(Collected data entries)
-------------------------

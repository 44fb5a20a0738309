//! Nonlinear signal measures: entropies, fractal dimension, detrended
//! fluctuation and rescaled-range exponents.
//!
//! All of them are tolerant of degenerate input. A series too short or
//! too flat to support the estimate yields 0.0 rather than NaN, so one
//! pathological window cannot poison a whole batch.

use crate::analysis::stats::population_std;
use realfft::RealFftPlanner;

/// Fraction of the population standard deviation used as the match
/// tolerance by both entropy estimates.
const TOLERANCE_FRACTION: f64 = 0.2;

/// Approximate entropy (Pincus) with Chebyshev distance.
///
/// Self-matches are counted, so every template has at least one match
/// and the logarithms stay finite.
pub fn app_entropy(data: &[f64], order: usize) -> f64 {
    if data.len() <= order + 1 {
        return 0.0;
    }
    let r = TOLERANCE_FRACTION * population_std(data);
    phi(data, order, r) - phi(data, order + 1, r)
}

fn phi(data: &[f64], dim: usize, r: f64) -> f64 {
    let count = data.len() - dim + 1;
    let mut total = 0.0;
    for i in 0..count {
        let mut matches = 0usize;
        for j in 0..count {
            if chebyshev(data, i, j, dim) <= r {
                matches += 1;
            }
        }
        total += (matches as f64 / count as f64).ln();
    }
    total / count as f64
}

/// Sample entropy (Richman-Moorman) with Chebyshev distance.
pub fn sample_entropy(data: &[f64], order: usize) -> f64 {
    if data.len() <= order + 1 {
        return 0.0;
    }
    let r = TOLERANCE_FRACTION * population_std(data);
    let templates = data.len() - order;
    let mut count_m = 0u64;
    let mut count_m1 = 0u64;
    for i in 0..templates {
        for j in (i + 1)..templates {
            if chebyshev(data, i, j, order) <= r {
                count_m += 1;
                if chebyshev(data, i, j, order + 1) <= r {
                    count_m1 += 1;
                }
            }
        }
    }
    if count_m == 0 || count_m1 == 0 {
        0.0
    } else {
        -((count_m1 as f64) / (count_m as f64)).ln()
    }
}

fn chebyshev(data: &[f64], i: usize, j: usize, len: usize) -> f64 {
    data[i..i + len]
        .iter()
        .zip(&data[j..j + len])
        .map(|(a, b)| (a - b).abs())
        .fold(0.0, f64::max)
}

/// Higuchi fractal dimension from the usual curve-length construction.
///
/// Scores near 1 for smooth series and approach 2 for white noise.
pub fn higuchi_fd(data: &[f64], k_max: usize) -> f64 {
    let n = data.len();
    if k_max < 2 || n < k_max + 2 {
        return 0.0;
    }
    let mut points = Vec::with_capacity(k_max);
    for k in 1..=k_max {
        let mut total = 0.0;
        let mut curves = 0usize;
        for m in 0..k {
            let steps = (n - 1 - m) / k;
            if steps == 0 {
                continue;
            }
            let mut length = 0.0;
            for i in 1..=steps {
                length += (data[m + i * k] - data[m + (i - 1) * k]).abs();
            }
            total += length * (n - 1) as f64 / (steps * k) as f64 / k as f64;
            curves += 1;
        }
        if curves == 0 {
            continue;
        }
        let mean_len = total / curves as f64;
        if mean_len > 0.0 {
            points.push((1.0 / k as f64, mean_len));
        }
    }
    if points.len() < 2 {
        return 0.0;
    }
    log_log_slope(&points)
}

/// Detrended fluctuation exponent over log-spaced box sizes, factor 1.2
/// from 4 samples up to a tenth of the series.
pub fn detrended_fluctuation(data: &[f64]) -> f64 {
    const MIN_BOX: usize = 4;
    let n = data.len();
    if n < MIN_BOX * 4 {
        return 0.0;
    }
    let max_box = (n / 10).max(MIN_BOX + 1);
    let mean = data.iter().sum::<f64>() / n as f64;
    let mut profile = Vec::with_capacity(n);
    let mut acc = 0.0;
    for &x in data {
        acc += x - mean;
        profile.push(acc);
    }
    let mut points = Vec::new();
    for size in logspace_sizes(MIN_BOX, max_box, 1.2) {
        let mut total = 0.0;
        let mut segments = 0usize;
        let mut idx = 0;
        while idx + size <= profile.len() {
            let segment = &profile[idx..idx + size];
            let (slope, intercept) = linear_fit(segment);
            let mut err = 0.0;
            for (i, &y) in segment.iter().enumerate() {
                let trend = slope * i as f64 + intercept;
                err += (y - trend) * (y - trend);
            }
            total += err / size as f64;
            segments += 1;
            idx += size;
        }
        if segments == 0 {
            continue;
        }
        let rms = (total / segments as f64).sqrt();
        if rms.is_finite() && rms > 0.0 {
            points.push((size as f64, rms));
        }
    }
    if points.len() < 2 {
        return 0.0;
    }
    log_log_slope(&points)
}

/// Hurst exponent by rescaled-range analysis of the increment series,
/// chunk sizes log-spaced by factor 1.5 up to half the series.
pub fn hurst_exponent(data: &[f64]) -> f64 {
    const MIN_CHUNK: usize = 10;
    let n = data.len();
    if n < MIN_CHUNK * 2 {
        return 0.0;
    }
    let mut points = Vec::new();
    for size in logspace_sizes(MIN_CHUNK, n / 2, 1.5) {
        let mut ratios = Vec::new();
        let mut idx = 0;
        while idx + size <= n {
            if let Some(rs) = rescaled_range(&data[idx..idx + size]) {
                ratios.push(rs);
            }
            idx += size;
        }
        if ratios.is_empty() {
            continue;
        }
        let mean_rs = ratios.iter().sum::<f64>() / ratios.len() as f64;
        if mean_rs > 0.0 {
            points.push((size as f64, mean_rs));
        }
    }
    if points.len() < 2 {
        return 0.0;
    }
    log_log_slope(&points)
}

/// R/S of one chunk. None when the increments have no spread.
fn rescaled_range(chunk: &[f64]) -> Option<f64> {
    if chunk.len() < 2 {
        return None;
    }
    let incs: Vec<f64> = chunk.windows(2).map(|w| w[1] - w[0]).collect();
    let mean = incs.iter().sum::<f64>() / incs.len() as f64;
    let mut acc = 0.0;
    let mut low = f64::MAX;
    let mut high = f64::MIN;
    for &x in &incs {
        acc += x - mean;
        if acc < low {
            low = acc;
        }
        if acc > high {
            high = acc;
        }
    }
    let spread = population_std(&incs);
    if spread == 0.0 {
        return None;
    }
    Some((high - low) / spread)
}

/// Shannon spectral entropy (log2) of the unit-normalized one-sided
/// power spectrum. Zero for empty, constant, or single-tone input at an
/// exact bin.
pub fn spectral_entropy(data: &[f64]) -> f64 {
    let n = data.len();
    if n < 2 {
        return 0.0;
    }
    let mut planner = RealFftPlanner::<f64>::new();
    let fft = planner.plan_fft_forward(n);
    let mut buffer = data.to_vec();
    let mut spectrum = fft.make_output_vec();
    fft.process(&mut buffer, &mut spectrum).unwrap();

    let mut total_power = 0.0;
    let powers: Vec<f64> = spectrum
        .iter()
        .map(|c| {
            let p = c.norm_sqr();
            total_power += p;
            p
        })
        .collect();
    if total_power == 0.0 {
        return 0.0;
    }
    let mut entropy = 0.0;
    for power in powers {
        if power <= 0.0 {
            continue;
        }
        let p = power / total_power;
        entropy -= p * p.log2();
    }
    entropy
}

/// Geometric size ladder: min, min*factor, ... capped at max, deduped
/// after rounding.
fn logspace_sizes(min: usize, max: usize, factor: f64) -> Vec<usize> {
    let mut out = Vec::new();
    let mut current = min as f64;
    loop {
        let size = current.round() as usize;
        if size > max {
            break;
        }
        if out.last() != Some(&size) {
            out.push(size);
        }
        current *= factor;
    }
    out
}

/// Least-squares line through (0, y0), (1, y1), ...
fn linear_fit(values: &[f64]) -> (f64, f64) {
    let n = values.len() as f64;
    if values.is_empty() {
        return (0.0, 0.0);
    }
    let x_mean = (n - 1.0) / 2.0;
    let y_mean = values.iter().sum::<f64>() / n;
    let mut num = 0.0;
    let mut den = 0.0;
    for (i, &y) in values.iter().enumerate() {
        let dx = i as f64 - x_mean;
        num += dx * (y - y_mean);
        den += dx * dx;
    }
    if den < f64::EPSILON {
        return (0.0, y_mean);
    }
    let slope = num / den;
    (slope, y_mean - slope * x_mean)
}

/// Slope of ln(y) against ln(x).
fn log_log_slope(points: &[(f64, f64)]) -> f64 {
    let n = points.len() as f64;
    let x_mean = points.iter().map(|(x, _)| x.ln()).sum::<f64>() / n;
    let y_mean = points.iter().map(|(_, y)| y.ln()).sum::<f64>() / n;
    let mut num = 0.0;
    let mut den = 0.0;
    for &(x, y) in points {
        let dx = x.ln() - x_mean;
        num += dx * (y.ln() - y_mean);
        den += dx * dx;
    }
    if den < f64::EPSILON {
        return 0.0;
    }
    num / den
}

-------------------------

- Exercise directions:
Please give an exact copy of the entries above, from the line with "if mean_rs >" down to the line with "let mut high = f64::MIN;", inclusive, and nothing else.

- Result:
        if mean_rs > 0.0 {
            points.push((size as f64, mean_rs));
        }
    }
    if points.len() < 2 {
        return 0.0;
    }
    log_log_slope(&points)
}

/// R/S of one chunk. None when the increments have no spread.
fn rescaled_range(chunk: &[f64]) -> Option<f64> {
    if chunk.len() < 2 {
        return None;
    }
    let incs: Vec<f64> = chunk.windows(2).map(|w| w[1] - w[0]).collect();
    let mean = incs.iter().sum::<f64>() / incs.len() as f64;
    let mut acc = 0.0;
    let mut low = f64::MAX;
    let mut high = f64::MIN;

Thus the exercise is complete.